OKLAHOMA PUBLISHING COMPANY.

The parent company of The Oklahoman newspaper (formerly the Daily Oklahoman), Oklahoma Publishing Company (OPUBCO) is headquartered in Oklahoma City and holds business interests in broadcasting, hotels and resorts, real estate, and other industries. OPUBCO was founded in 1903 after Edward King Gaylord and two newspaper colleagues, Ray M. Dickinson and Roy M. McClintock, paid fifteen thousand dollars to purchase a 45 percent interest in the Daily Oklahoman, then owned by Roy E. Stafford. Gaylord became secretary-treasurer of OPUBCO. Under his leadership the newspaper grew and was profitable. In 1916 OPUBCO purchased the failing Oklahoma Times and operated it as a successful evening paper for sixty-eight years. Company directors proposed in 1918 to reelect OPUBCO officers but elected E. K. Gaylord president rather than Roy Stafford, who owned the controlling interest. The directors knew Gaylord largely had been responsible for the company's financial success. Stafford sold his controlling interest for $300,000, and Gaylord became OPUBCO president.
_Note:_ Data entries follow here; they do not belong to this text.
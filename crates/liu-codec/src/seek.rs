//! 时间 seek 到字节 seek 的转换.
//!
//! 只支持字节 seek 的上游 (如普通文件源) 无法直接处理时间 seek. 此时把时间目标
//! 换算为字节偏移向上游发出字节 seek, 并按该偏移登记一条待决记录; 上游随后送来
//! 字节格式的段事件时, 用待决记录把它改写回最初请求的时间段.
//!
//! 一次 flush seek 会使之前所有尚未兑现的记录失效, 因此同一时刻最多保留一条记录,
//! 上游丢弃请求时也不会无限累积.

use liu_core::{Format, LiuError, LiuResult, SeekEvent, SeekFlags, SeekType, Segment, clock};
use log::debug;
use std::time::Duration;

/// 可 seek 的位置: 字节偏移及其对应的时间
#[derive(Debug, Clone, Copy, PartialEq, Eq)]
pub struct SeekPoint {
    /// 上游字节偏移
    pub byte: u64,
    /// 该偏移处数据的时间戳
    pub time: Duration,
}

/// 待决 seek 记录
#[derive(Debug, Clone, PartialEq)]
struct PendingSeek {
    /// 请求方期望的时间段
    segment: Segment,
    /// 发往上游的字节起点
    upstream_start: u64,
    /// 该字节起点处数据的实际时间戳
    timestamp_start: Duration,
    /// 原请求序列号
    seqnum: u32,
}

/// 字节段改写结果
#[derive(Debug, Clone, PartialEq)]
pub struct ResolvedSeek {
    /// 改写后的时间段
    pub segment: Segment,
    /// 新数据起点的时间戳, 作为时间线锚点
    pub timestamp_start: Duration,
    /// 原请求序列号
    pub seqnum: u32,
}

/// 时间/字节 seek 转换器
#[derive(Debug, Default)]
pub struct SeekTranslator {
    pending: Vec<PendingSeek>,
}

impl SeekTranslator {
    /// 创建转换器
    pub fn new() -> Self {
        Self::default()
    }

    /// 检查 seek 请求形态是否可转换
    ///
    /// 仅支持: 速率 1.0, 带 FLUSH, 起点 SET, 终点 NONE.
    pub fn check(seek: &SeekEvent) -> LiuResult<()> {
        if seek.format != Format::Time {
            return Err(LiuError::UnsupportedSeek(format!("格式 {}", seek.format)));
        }
        if (seek.rate - 1.0).abs() > f64::EPSILON {
            return Err(LiuError::UnsupportedSeek(format!("速率 {}", seek.rate)));
        }
        if !seek.flags.contains(SeekFlags::FLUSH) {
            return Err(LiuError::UnsupportedSeek("非 flush seek".into()));
        }
        if seek.start_type != SeekType::Set {
            return Err(LiuError::UnsupportedSeek("起点类型".into()));
        }
        if seek.stop_type != SeekType::None || seek.stop.is_some() {
            return Err(LiuError::UnsupportedSeek("终点类型".into()));
        }
        Ok(())
    }

    /// 登记一次转换, 返回发往上游的字节 seek
    ///
    /// `seek` 须已通过 `check`, 因此终点总是开放的.
    pub fn register(&mut self, seek: &SeekEvent, current: &Segment, point: SeekPoint) -> SeekEvent {
        let mut segment = current.clone();
        segment.format = Format::Time;
        segment.rate = seek.rate;
        segment.start = seek.start;
        segment.time = seek.start;
        segment.position = Some(seek.start);
        // 估算值可能有偏差, 开放的终点保持开放, 避免提前截断
        segment.stop = None;

        if !self.pending.is_empty() {
            debug!("丢弃 {} 条被新 seek 取代的待决记录", self.pending.len());
            self.pending.clear();
        }
        debug!(
            "时间 seek {} 转换为字节 seek {}, 数据起点 {}",
            clock::display(Some(Duration::from_nanos(seek.start))),
            point.byte,
            clock::display(Some(point.time))
        );
        self.pending.push(PendingSeek {
            segment,
            upstream_start: point.byte,
            timestamp_start: point.time,
            seqnum: seek.seqnum,
        });

        SeekEvent {
            rate: 1.0,
            format: Format::Bytes,
            flags: seek.flags,
            start_type: SeekType::Set,
            start: point.byte,
            stop_type: SeekType::None,
            stop: None,
            seqnum: seek.seqnum,
        }
    }

    /// 用待决记录改写字节段
    ///
    /// 找不到起点匹配的记录时返回 `None`.
    pub fn resolve(&mut self, byte_segment: &Segment) -> Option<ResolvedSeek> {
        if byte_segment.format != Format::Bytes {
            return None;
        }
        let idx = self
            .pending
            .iter()
            .position(|p| p.upstream_start == byte_segment.start)?;
        let p = self.pending.swap_remove(idx);
        debug!("字节段 {} 匹配待决 seek, 改写为时间段", byte_segment.start);
        Some(ResolvedSeek {
            segment: p.segment,
            timestamp_start: p.timestamp_start,
            seqnum: p.seqnum,
        })
    }

    /// 待决记录数
    pub fn pending_len(&self) -> usize {
        self.pending.len()
    }

    /// 清空待决记录
    pub fn clear(&mut self) {
        self.pending.clear();
    }
}

/// 由实际观察到的帧位置构建的时间 -> 字节索引
#[derive(Debug, Clone)]
pub struct SeekIndex {
    /// (时间, 字节偏移), 按时间升序
    entries: Vec<(Duration, u64)>,
    /// 相邻条目的最小时间间隔
    interval: Duration,
}

impl SeekIndex {
    /// 创建索引
    pub fn new(interval: Duration) -> Self {
        Self {
            entries: Vec::new(),
            interval,
        }
    }

    /// 尝试加入一个条目, 与上一条目间隔不足或时间回退时忽略
    pub fn add(&mut self, time: Duration, byte: u64) -> bool {
        if let Some(&(last, _)) = self.entries.last() {
            if time < last + self.interval {
                return false;
            }
        }
        self.entries.push((time, byte));
        true
    }

    /// 查找时间不晚于 `time` 的最后一个条目
    pub fn lookup_before(&self, time: Duration) -> Option<SeekPoint> {
        let idx = self.entries.partition_point(|&(t, _)| t <= time);
        let &(t, b) = self.entries.get(idx.checked_sub(1)?)?;
        Some(SeekPoint { byte: b, time: t })
    }

    /// 条目数
    pub fn len(&self) -> usize {
        self.entries.len()
    }

    /// 是否为空
    pub fn is_empty(&self) -> bool {
        self.entries.is_empty()
    }

    /// 清空索引
    pub fn clear(&mut self) {
        self.entries.clear();
    }
}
The success of the Daily Oklahoman and Oklahoma Times, along with OPUBCO's agricultural monthly magazine, the Oklahoma Farmer-Stockman, established in 1911, soon enabled the company to invest in real estate, oil and gas, and other ventures. When the Great Depression of the 1930s occurred, many passenger trains ceased to run in Oklahoma. Consequently, OPUBCO started Mistletoe Express, a truck line, to deliver the newspaper statewide. The firm soon grew into a major service for other Oklahoma businesses. By 1971 Mistletoe Express had terminals in more than fifty Oklahoma cities as well as in cities in four neighboring states.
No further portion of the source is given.